■ Information shown:

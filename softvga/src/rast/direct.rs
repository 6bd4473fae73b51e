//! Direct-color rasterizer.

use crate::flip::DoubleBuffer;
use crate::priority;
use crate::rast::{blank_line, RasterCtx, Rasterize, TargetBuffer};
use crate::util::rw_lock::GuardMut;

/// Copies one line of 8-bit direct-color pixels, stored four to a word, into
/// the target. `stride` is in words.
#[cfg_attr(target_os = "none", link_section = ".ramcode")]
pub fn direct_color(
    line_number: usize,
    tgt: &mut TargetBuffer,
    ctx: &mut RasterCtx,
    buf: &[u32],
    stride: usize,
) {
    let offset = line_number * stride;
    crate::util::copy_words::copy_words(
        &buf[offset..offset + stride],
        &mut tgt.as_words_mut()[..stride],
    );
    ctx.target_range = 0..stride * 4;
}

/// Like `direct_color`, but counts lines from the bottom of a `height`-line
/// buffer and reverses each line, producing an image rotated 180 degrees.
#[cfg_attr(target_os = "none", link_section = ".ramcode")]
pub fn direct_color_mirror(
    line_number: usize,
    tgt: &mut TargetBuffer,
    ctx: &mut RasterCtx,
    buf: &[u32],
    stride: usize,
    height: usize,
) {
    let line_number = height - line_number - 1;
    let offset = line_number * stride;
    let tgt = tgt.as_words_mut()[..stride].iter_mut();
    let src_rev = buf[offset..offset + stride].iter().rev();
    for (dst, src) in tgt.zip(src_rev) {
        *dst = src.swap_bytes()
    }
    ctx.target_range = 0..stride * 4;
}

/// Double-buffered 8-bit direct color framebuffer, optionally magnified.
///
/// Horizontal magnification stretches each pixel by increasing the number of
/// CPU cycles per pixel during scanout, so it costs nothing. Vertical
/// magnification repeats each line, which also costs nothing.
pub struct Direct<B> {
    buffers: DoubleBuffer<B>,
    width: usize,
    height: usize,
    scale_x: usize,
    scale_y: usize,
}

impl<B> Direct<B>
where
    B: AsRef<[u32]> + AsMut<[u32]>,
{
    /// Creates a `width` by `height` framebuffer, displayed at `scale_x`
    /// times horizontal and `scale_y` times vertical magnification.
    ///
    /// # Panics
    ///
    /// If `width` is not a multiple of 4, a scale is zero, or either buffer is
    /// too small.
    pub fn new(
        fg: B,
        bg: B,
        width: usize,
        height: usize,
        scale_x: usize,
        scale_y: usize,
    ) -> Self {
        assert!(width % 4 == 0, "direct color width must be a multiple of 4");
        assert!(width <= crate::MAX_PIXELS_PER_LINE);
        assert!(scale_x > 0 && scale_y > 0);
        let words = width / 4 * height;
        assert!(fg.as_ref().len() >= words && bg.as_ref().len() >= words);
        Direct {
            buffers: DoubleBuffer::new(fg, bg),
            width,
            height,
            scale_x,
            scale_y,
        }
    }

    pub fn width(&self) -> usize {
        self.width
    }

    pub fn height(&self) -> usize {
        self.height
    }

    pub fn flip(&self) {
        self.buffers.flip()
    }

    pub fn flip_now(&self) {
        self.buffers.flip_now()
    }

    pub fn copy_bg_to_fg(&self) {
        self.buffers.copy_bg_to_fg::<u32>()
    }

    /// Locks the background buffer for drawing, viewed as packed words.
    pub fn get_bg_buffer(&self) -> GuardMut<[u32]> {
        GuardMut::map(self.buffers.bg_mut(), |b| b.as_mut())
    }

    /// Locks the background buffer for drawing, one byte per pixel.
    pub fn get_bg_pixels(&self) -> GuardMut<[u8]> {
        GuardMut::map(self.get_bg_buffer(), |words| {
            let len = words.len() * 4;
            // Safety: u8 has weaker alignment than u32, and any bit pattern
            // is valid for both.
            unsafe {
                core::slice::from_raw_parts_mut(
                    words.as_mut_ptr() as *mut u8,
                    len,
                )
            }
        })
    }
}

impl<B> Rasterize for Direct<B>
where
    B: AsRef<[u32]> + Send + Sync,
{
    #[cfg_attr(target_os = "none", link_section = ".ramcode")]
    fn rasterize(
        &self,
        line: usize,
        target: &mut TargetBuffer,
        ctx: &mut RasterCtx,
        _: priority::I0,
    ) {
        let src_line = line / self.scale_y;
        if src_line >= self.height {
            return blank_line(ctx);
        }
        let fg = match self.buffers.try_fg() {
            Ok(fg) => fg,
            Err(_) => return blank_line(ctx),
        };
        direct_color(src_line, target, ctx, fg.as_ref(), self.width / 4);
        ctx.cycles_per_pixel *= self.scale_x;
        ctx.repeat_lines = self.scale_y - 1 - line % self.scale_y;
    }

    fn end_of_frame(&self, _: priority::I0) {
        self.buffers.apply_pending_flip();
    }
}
...
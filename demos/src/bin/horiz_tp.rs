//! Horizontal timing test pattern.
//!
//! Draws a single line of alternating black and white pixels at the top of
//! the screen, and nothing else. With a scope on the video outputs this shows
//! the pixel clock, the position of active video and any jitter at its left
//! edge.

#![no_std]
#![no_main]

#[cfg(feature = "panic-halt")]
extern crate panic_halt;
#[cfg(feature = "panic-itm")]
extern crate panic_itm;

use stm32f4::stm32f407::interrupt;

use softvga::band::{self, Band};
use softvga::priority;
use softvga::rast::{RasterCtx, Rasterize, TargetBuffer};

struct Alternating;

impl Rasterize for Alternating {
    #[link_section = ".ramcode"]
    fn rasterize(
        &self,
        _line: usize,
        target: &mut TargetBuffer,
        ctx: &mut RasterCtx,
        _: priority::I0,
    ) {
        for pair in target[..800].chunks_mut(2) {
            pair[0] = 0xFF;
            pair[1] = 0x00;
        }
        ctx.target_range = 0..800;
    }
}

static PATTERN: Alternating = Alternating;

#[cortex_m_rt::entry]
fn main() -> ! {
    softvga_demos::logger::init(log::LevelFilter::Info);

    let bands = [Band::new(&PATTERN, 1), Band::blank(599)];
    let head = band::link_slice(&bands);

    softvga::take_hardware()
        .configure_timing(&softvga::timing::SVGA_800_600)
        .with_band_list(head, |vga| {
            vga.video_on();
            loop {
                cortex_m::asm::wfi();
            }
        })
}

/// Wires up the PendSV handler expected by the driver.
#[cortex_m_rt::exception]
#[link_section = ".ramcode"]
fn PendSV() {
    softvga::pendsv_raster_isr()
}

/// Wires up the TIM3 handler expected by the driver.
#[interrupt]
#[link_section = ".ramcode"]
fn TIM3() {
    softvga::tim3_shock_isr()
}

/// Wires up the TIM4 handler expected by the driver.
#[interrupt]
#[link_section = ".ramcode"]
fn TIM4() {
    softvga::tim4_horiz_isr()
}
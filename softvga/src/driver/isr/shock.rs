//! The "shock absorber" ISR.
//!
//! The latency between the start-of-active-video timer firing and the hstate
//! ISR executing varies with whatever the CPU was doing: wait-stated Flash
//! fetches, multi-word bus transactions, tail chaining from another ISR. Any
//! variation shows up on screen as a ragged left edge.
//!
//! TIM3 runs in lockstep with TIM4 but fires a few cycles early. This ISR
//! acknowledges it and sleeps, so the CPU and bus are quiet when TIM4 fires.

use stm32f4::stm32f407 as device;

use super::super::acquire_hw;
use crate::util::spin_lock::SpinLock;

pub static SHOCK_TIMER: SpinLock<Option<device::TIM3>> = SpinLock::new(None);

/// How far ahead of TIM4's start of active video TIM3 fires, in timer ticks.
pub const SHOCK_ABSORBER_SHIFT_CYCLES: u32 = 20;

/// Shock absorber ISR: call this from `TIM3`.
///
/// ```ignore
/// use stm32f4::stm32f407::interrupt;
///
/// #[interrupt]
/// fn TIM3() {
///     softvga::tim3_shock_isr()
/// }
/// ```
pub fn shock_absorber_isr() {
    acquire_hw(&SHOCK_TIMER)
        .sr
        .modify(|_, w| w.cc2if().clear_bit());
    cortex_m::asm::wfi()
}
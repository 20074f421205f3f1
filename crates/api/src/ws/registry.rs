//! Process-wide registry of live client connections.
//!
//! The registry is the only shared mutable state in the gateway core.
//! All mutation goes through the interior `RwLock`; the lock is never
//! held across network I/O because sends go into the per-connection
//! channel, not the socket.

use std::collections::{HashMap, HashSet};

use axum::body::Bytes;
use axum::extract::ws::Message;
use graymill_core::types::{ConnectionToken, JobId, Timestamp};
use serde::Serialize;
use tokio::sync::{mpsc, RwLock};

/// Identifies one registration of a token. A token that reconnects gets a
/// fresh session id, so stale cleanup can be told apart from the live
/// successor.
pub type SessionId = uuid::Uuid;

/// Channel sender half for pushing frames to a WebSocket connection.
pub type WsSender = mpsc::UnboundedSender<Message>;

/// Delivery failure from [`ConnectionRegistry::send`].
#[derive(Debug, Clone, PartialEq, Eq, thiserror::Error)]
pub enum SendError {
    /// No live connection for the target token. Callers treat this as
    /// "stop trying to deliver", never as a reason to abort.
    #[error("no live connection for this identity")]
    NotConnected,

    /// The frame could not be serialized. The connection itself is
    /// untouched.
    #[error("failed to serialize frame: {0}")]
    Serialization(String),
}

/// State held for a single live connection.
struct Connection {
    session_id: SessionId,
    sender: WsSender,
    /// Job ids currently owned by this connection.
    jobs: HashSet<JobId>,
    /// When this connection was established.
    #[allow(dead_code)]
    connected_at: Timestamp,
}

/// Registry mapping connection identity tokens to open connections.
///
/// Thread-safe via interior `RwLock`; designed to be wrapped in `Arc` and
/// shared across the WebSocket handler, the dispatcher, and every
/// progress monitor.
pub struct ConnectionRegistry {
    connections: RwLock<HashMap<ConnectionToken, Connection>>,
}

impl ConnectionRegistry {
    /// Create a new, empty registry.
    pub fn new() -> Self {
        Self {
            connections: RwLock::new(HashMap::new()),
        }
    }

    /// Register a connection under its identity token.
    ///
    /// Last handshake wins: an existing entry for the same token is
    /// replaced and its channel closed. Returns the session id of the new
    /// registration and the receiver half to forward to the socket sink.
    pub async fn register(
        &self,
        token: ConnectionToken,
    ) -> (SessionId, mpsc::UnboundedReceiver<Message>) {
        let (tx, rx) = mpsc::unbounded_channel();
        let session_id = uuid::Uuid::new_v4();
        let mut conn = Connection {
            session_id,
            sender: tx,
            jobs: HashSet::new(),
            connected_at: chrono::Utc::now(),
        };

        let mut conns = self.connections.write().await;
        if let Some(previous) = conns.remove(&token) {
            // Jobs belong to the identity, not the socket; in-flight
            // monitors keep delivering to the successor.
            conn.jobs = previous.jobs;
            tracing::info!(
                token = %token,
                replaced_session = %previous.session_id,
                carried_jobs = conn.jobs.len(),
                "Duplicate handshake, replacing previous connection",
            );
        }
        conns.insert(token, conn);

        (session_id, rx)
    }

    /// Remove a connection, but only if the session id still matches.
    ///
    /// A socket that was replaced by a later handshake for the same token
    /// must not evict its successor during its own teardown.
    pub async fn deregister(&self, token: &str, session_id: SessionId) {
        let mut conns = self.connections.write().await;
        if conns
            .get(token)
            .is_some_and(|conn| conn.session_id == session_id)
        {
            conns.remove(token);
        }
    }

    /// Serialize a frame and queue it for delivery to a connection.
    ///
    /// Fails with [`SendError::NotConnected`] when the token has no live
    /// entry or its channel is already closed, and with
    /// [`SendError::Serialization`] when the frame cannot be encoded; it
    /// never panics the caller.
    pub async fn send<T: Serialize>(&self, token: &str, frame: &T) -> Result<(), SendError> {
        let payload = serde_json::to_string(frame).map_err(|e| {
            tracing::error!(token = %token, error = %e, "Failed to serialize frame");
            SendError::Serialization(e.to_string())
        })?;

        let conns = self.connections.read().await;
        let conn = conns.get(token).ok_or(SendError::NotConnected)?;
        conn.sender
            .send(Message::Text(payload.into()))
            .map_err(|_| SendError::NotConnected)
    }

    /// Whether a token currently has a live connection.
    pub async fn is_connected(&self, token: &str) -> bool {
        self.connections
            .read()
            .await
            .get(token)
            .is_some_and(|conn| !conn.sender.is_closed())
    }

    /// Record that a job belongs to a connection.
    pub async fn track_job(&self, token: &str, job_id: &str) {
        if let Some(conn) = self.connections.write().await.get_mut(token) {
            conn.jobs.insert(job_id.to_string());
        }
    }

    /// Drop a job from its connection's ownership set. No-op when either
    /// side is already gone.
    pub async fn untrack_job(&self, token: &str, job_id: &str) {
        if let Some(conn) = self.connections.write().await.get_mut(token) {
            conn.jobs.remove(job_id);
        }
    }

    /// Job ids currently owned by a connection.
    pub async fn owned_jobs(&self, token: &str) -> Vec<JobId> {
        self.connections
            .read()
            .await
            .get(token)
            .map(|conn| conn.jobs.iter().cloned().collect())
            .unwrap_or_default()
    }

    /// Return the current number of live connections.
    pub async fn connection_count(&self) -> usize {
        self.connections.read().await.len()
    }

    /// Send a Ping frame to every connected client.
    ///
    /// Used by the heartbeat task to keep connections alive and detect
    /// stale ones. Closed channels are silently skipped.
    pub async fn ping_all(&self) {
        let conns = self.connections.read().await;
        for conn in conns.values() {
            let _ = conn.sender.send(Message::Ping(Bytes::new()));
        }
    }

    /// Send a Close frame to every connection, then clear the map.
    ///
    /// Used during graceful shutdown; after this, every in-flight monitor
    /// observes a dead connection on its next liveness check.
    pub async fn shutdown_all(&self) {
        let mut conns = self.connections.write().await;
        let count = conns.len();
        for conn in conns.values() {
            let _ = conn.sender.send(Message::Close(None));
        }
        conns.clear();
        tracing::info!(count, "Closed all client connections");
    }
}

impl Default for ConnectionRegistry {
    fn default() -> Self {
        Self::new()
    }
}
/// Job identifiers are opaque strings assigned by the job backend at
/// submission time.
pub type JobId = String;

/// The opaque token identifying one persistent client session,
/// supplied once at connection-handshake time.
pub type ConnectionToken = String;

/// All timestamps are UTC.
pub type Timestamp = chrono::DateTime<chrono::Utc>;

■ Aim of the task:
Nothing but a number belongs in the answer: the number of lines above that contain "extern".

■ Result of the exercise:
2